Il lamento notturno di una donna in preda agli incubi ci fa da ponte per entrare nella prima traccia vera e propria del mini-cd. Apre la slayeriana Dancer To God, track lunga e pretenziosa che si può dividere in due parti nettamente diverse: l'assalto iniziale mooolto influenzato dal gruppo di King e Araya, lascia il posto a metà canzone a una serie di mid tempos grooveggianti introdotti da un assolo che mi ha ricordato molto (come idee, ma meno precisa è l'esecuzione) lo stile di Hammeth dei Metallica.

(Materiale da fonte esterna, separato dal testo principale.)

use crate::models::{Slot, TraitRank};
use regex::{Captures, Regex};

/// Line kinds a profile may contain, in match precedence order.
///
/// [`LineClassifier`] tries them strictly in the order of [`LineKind::PRECEDENCE`];
/// the first pattern that matches decides the line.
#[derive(Debug, Clone, Copy, PartialEq, Eq)]
pub enum LineKind {
    CommentedItem,
    ActiveItem,
    Comment,
    ClassName,
    Level,
    Spec,
    Race,
    Region,
    Server,
    Role,
    Professions,
    Talents,
    Artifact,
    Crucible,
}

impl LineKind {
    pub const PRECEDENCE: [LineKind; 14] = [
        LineKind::CommentedItem,
        LineKind::ActiveItem,
        LineKind::Comment,
        LineKind::ClassName,
        LineKind::Level,
        LineKind::Spec,
        LineKind::Race,
        LineKind::Region,
        LineKind::Server,
        LineKind::Role,
        LineKind::Professions,
        LineKind::Talents,
        LineKind::Artifact,
        LineKind::Crucible,
    ];
}

/// Item fields captured from a gear line
#[derive(Debug, Clone, PartialEq, Eq)]
pub struct ItemLine {
    pub slot: Slot,
    pub equipped: bool,
    pub id: u32,
    pub bonus_ids: Vec<u32>,
}

/// Result of classifying one line
#[derive(Debug, Clone, PartialEq, Eq)]
pub enum ProfileLine {
    Blank,
    Item(ItemLine),
    Comment,
    ClassName { class: String, name: String },
    /// Raw level text; the parser decides whether it is valid
    Level(String),
    Spec(String),
    Race(String),
    Region(String),
    Server(String),
    Role,
    Professions(String),
    Talents(Vec<u8>),
    Artifact(Vec<TraitRank>),
    Crucible(Vec<TraitRank>),
    Unrecognized,
}

struct Rule {
    kind: LineKind,
    pattern: Regex,
}

/// Classifies profile lines against a fixed, ordered rule table.
///
/// All patterns are compiled once at construction. The class/name pattern is
/// built from the class tokens in the game data, so construction can fail if a
/// token produces an invalid pattern.
pub struct LineClassifier {
    rules: Vec<Rule>,
    item_arg_pattern: Regex,
}

const SLOT_ALTERNATION: &str = "head|neck|shoulder|back|chest|wrist|hands|waist|legs|feet|finger1|finger2|trinket1|trinket2|main_hand|off_hand";

impl LineClassifier {
    /// Build the rule table for the given class tokens
    pub fn new(classes: &[String]) -> Result<Self, regex::Error> {
        let class_alternation = classes
            .iter()
            .map(|c| regex::escape(c))
            .collect::<Vec<_>>()
            .join("|");

        let rules = LineKind::PRECEDENCE
            .iter()
            .map(|&kind| {
                let pattern = match kind {
                    LineKind::CommentedItem => {
                        format!(r"^\s*#+\s*(?P<slot>{})=(?P<args>.*)$", SLOT_ALTERNATION)
                    }
                    LineKind::ActiveItem => {
                        format!(r"^\s*(?P<slot>{})=(?P<args>.*)$", SLOT_ALTERNATION)
                    }
                    LineKind::Comment => r"^\s*#.*$".to_string(),
                    LineKind::ClassName => format!(
                        r#"^\s*(?:class="?(?P<kw_class>{c})"?\s+name=(?P<kw_name>.*)|(?P<class>{c})=(?P<name>.*))$"#,
                        c = class_alternation
                    ),
                    LineKind::Level => r"^\s*level=(?P<value>.*)$".to_string(),
                    LineKind::Spec => r"^\s*spec=(?P<value>.*)$".to_string(),
                    LineKind::Race => r"^\s*race=(?P<value>.*)$".to_string(),
                    LineKind::Region => r"^\s*region=(?P<value>.*)$".to_string(),
                    LineKind::Server => r"^\s*server=(?P<value>.*)$".to_string(),
                    LineKind::Role => r"^\s*role=.*$".to_string(),
                    LineKind::Professions => r"^\s*professions=(?P<value>.*)$".to_string(),
                    LineKind::Talents => r"^\s*talents=(?P<value>[0-3]*)$".to_string(),
                    LineKind::Artifact => r"^\s*artifact=(?P<value>[0-9:]*)$".to_string(),
                    LineKind::Crucible => r"^\s*crucible=(?P<value>\S*)$".to_string(),
                };
                Ok(Rule {
                    kind,
                    pattern: Regex::new(&pattern)?,
                })
            })
            .collect::<Result<Vec<_>, regex::Error>>()?;

        Ok(Self {
            rules,
            item_arg_pattern: Regex::new(r"^(?P<key>[a-zA-Z_]*)=(?P<value>[^,]*)")?,
        })
    }

    /// Kind of the first rule matching `line`, without extracting fields
    pub fn kind_of(&self, line: &str) -> Option<LineKind> {
        self.rules
            .iter()
            .find(|rule| rule.pattern.is_match(line))
            .map(|rule| rule.kind)
    }

    /// Classify a line and extract its fields
    pub fn classify(&self, line: &str) -> ProfileLine {
        if line.trim().is_empty() {
            return ProfileLine::Blank;
        }

        for rule in &self.rules {
            if let Some(caps) = rule.pattern.captures(line) {
                return self.extract(rule.kind, &caps);
            }
        }

        ProfileLine::Unrecognized
    }

    fn extract(&self, kind: LineKind, caps: &Captures<'_>) -> ProfileLine {
        let value = || caps.name("value").map_or("", |m| m.as_str()).to_string();

        match kind {
            LineKind::CommentedItem | LineKind::ActiveItem => {
                // The alternation only admits known tokens
                let Ok(slot) = caps["slot"].parse::<Slot>() else {
                    return ProfileLine::Unrecognized;
                };
                let mut item = ItemLine {
                    slot,
                    equipped: kind == LineKind::ActiveItem,
                    id: 0,
                    bonus_ids: Vec::new(),
                };
                self.apply_item_args(&mut item, &caps["args"]);
                ProfileLine::Item(item)
            }
            LineKind::Comment => ProfileLine::Comment,
            LineKind::ClassName => {
                let (class, name) = match caps.name("kw_class") {
                    Some(class) => (class.as_str(), &caps["kw_name"]),
                    None => (&caps["class"], &caps["name"]),
                };
                ProfileLine::ClassName {
                    class: class.to_string(),
                    name: unquote(name).to_string(),
                }
            }
            LineKind::Level => ProfileLine::Level(value()),
            LineKind::Spec => ProfileLine::Spec(value()),
            LineKind::Race => ProfileLine::Race(value()),
            LineKind::Region => ProfileLine::Region(value()),
            LineKind::Server => ProfileLine::Server(value()),
            LineKind::Role => ProfileLine::Role,
            LineKind::Professions => ProfileLine::Professions(value()),
            LineKind::Talents => ProfileLine::Talents(parse_talents(&value())),
            LineKind::Artifact => ProfileLine::Artifact(parse_artifact(&value())),
            LineKind::Crucible => ProfileLine::Crucible(parse_crucible(&value())),
        }
    }

    /// Apply `key=value` arguments of an item line; unknown keys are ignored
    fn apply_item_args(&self, item: &mut ItemLine, args: &str) {
        for arg in args.split(',') {
            if arg.is_empty() {
                continue;
            }

            let Some(caps) = self.item_arg_pattern.captures(arg) else {
                tracing::debug!("Ignoring item argument without a key: {:?}", arg);
                continue;
            };

            match &caps["key"] {
                "id" => item.id = parse_or_zero(&caps["value"], "item id"),
                "bonus_id" => {
                    item.bonus_ids = caps["value"]
                        .split('/')
                        .map(|b| parse_or_zero(b, "bonus id"))
                        .collect();
                }
                _ => {}
            }
        }
    }
}

/// Parse a numeric fragment, degrading to 0 when it is malformed
fn parse_or_zero(fragment: &str, field: &str) -> u32 {
    fragment.parse().unwrap_or_else(|_| {
        tracing::warn!("Malformed {} {:?}, using 0", field, fragment);
        0
    })
}

/// Strip one pair of surrounding double quotes
fn unquote(value: &str) -> &str {
    if value.len() >= 2 && value.starts_with('"') && value.ends_with('"') {
        &value[1..value.len() - 1]
    } else {
        value
    }
}

fn parse_talents(value: &str) -> Vec<u8> {
    value
        .bytes()
        .filter(u8::is_ascii_digit)
        .map(|b| b - b'0')
        .collect()
}

/// Colon-separated values consumed pairwise; a trailing unpaired value is dropped
fn parse_artifact(value: &str) -> Vec<TraitRank> {
    let values: Vec<&str> = value.split(':').collect();
    values
        .chunks_exact(2)
        .map(|pair| {
            TraitRank::new(
                parse_or_zero(pair[0], "artifact trait"),
                parse_or_zero(pair[1], "artifact rank"),
            )
        })
        .collect()
}

/// Slash-separated `id:rank` tokens; malformed tokens are skipped
fn parse_crucible(value: &str) -> Vec<TraitRank> {
    value
        .split('/')
        .filter_map(|token| {
            let parts: Vec<&str> = token.split(':').collect();
            if parts.len() != 2 {
                tracing::debug!("Skipping malformed crucible token {:?}", token);
                return None;
            }
            Some(TraitRank::new(
                parse_or_zero(parts[0], "crucible trait"),
                parse_or_zero(parts[1], "crucible rank"),
            ))
        })
        .collect()
}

Non male anche la seconda traccia, Your World My Prison, altro brano d'assalto un pò più diretto e cattivo del precedente che mi lascia impresso il ritornello, gridato a squarciagola dalla valida singer del gruppo Stefania Salladini,dotata di una voce carica di pathos e graffiante anche se statica nelle dinamiche. Terza traccia del disco (a mio parere la più riuscita) è la conclusiva
You, Liar, traccia molto melodica dalle tinte metalcoreggianti, che chiude un lavoro sicuramente più che discreto, dotato di una produzione non eccelsa ma sicuramente più che decente.
Considerazioni finali... Beh, la tecnica di base è buona, il prodotto pur non essendo assolutamente nulla di nuovo, tira nella maggior parte dei frangenti; il flavour commerciale c'è.. Insomma, non resta altro che mettersi sotto e lavorare sodo per questo gruppo che sicuramente ha buone speranze in proiezione e che farà parlare di sè nel fitto
Underground italico, che , come potete sentire ascoltando i Nibelheim , conserva ancora tante realtà valide che aspettano solo di essere scoperte.